Julian Day Planner

Image of part of the page The Julian Day Planner generally tries to be amusing while providing a decimal time system for day-to-day scheduling of your time.

Updated

2,454,072 (2006-12-02): The widgets had a bug in displaying the day count when one of the three-digit groupings would have leading zeroes. I realize that the fix is rather late -- and that the next instance where it'll be needed isn't for another thousand days on the ones group and over 500,000 days in the thousands group -- but at least the fix is in.

Earlier: I've recently updated the templates; they now use the free Blue Highway fonts, to increase the visual compatibility with the D*I*Y Planner templates. A new example month is below for March 2006.
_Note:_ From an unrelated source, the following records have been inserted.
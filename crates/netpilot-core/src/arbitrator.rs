//! Default-network arbitration: which connected network carries the default
//! route, and what happens when it goes away.

use tracing::{debug, info, warn};

use crate::broadcast::{Broadcast, Delivery};
use crate::connectivity::Connectivity;
use crate::hsm::message::Message;
use crate::types::{NetworkInfo, NetworkType};

impl Connectivity {
    /// A network reached CONNECTED. For default types this decides between
    /// the newcomer and the current default.
    pub(crate) fn handle_connect(&mut self, info: &NetworkInfo) {
        let new_type = info.network_type;
        if self.is_default(new_type) {
            if let Some(active) = self.active_default.filter(|a| *a != new_type) {
                if !self.outranks(new_type, active) {
                    info!(
                        "Not switching default from {} to {}: keeping {}",
                        active, new_type, active
                    );
                    self.teardown(new_type);
                    return;
                }
                if !self.teardown(active) {
                    warn!(
                        "Failed to tear down {} for {}, dropping {}",
                        active, new_type, new_type
                    );
                    self.teardown(new_type);
                    return;
                }
            }
            if let Some(serial) = self.shared.wakelock.held_serial() {
                self.post_delayed(
                    Message::ClearTransitionWakelock { serial },
                    std::time::Duration::from_secs(1),
                );
            }
            info!("{} is now the default network", new_type);
            self.active_default = Some(new_type);
            self.inet.primary.reset(Some(new_type));
        }
        self.complete_connect(info);
    }

    /// Whether `candidate` should replace `current` as the default. The
    /// preferred network is never displaced; otherwise the lower priority
    /// value wins, and the newcomer wins ties.
    pub(crate) fn outranks(&self, candidate: NetworkType, current: NetworkType) -> bool {
        let preference = self.network_preference;
        if preference == current {
            return false;
        }
        candidate == preference || self.priority(current) >= self.priority(candidate)
    }

    /// Installs routes and DNS for a connection the arbitration accepted.
    pub(crate) fn complete_connect(&mut self, info: &NetworkInfo) {
        let network_type = info.network_type;
        if let Some(tracker) = self.tracker(network_type) {
            tracker.set_teardown_requested(false);
        }
        self.update_network_settings(network_type);
        self.handle_connectivity_change(network_type, false);
        self.send_connected_broadcast_delayed(info);

        if let Some(iface) = self
            .registry
            .current_lp(network_type)
            .and_then(|lp| lp.interface())
        {
            self.send(Broadcast::InterfaceType {
                interface: iface.to_string(),
                network_type,
            });
        }
    }

    /// Asks the tracker to disconnect. Returns true when a teardown is in
    /// progress afterwards.
    pub(crate) fn teardown(&mut self, network_type: NetworkType) -> bool {
        let Some(tracker) = self.tracker(network_type) else {
            return false;
        };
        if tracker.is_teardown_requested() {
            return true;
        }
        if tracker.teardown() {
            tracker.set_teardown_requested(true);
            true
        } else {
            false
        }
    }

    /// `prev` lost its connection: bring up every other default network that
    /// is not already on its way, best first.
    pub(crate) fn try_failover(&mut self, prev: NetworkType) {
        if !self.is_default(prev) {
            return;
        }
        if self.active_default == Some(prev) {
            self.active_default = None;
            let tag = format!("failover from {}", prev);
            if let Some(serial) = self.shared.wakelock.acquire(&tag) {
                let timeout = self.shared.config.wakelock_timeout();
                self.post_delayed(Message::ClearTransitionWakelock { serial }, timeout);
            }
        }

        let candidates: Vec<NetworkType> = self
            .table()
            .priority_order()
            .iter()
            .copied()
            .filter(|t| *t != prev && self.is_default(*t))
            .collect();
        for candidate in candidates {
            let Some(tracker) = self.tracker(candidate) else {
                continue;
            };
            let info = tracker.network_info();
            if info.is_connected_or_connecting() && !tracker.is_teardown_requested() {
                continue;
            }
            info!("Attempting failover from {} to {}", prev, candidate);
            if let Some(row) = self.registry.get_mut(candidate) {
                row.failover_pending = true;
            }
            if !tracker.reconnect() {
                debug!("Failover reconnect of {} refused", candidate);
            }
        }
    }

    /// True when no other connected network still uses `network_type`'s
    /// interface, so its sockets may be reset.
    pub(crate) fn should_reset(&self, network_type: NetworkType) -> bool {
        let Some(iface) = self
            .registry
            .current_lp(network_type)
            .and_then(|lp| lp.interface())
        else {
            return true;
        };
        !self.shared.trackers.iter().any(|(t, tracker)| {
            t != network_type
                && tracker.network_info().is_connected()
                && tracker
                    .link_properties()
                    .is_some_and(|lp| lp.interface() == Some(iface))
        })
    }

    /// Fills in the fallback network (or its absence) for a lost connection.
    fn disconnect_change(&mut self, info: &NetworkInfo) -> crate::broadcast::ConnectivityChange {
        let network_type = info.network_type;
        let mut change = self.connectivity_change(info);
        if self.is_default(network_type) {
            self.try_failover(network_type);
            match self.active_default.and_then(|a| self.tracker(a)) {
                Some(active) => change.other_network = Some(active.network_info()),
                None => {
                    change.no_connectivity = true;
                    self.inet.primary.published = 0;
                    change.inet_condition = 0;
                }
            }
        }
        change
    }

    pub(crate) fn handle_disconnect(&mut self, info: &NetworkInfo) {
        let network_type = info.network_type;
        if let Some(tracker) = self.tracker(network_type) {
            tracker.set_teardown_requested(false);
        }
        let change = self.disconnect_change(info);

        let do_reset = self.should_reset(network_type);
        self.handle_connectivity_change(network_type, do_reset);

        self.send_connectivity(change.clone(), Delivery::Immediate);
        self.send_connectivity(change, Delivery::Delayed);

        if let Some(active) = self.active_default.and_then(|a| self.tracker(a)) {
            let info = active.network_info();
            self.send_connected_broadcast_delayed(&info);
        }
    }

    /// A connection attempt failed. Routes never went up, so only failover
    /// and broadcasts happen.
    pub(crate) fn handle_connection_failure(&mut self, info: &NetworkInfo) {
        let network_type = info.network_type;
        if let Some(tracker) = self.tracker(network_type) {
            tracker.set_teardown_requested(false);
        }
        info!(
            "Attempt to connect to {} failed{}",
            network_type,
            info.reason
                .as_deref()
                .map(|r| format!(": {}", r))
                .unwrap_or_default()
        );
        let change = self.disconnect_change(info);
        self.send_connectivity(change.clone(), Delivery::Immediate);
        self.send(Broadcast::Connectivity {
            change,
            delivery: Delivery::Delayed,
        });

        if let Some(active) = self.active_default.and_then(|a| self.tracker(a)) {
            let info = active.network_info();
            self.send_connected_broadcast(&info);
        }
    }
}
I've also put up some photos at flickr illustrating the features of the pages and my full planner kit as shown at my quasi-presentation at O'Reilly's ETech conference. I even had some press coverage from Michael Calore's Monkey Bites weblog for wired.com.

An Explanation

Some years ago, the Swatch watch company decided to create "Internet Time", a 1000-beat day with its zero at midnight at the Swatch factory in Biel, Switzerland. I found this intriguing - a metric time independent of the sun's position seemed useful in today's world of graveyard shifts and cross-timezone communications. I found, however, that the arbitrariness of centering the numbers on their own factory was a bit too egocentric for me. But in reading about it, I discovered a much older system, the Julian Day system.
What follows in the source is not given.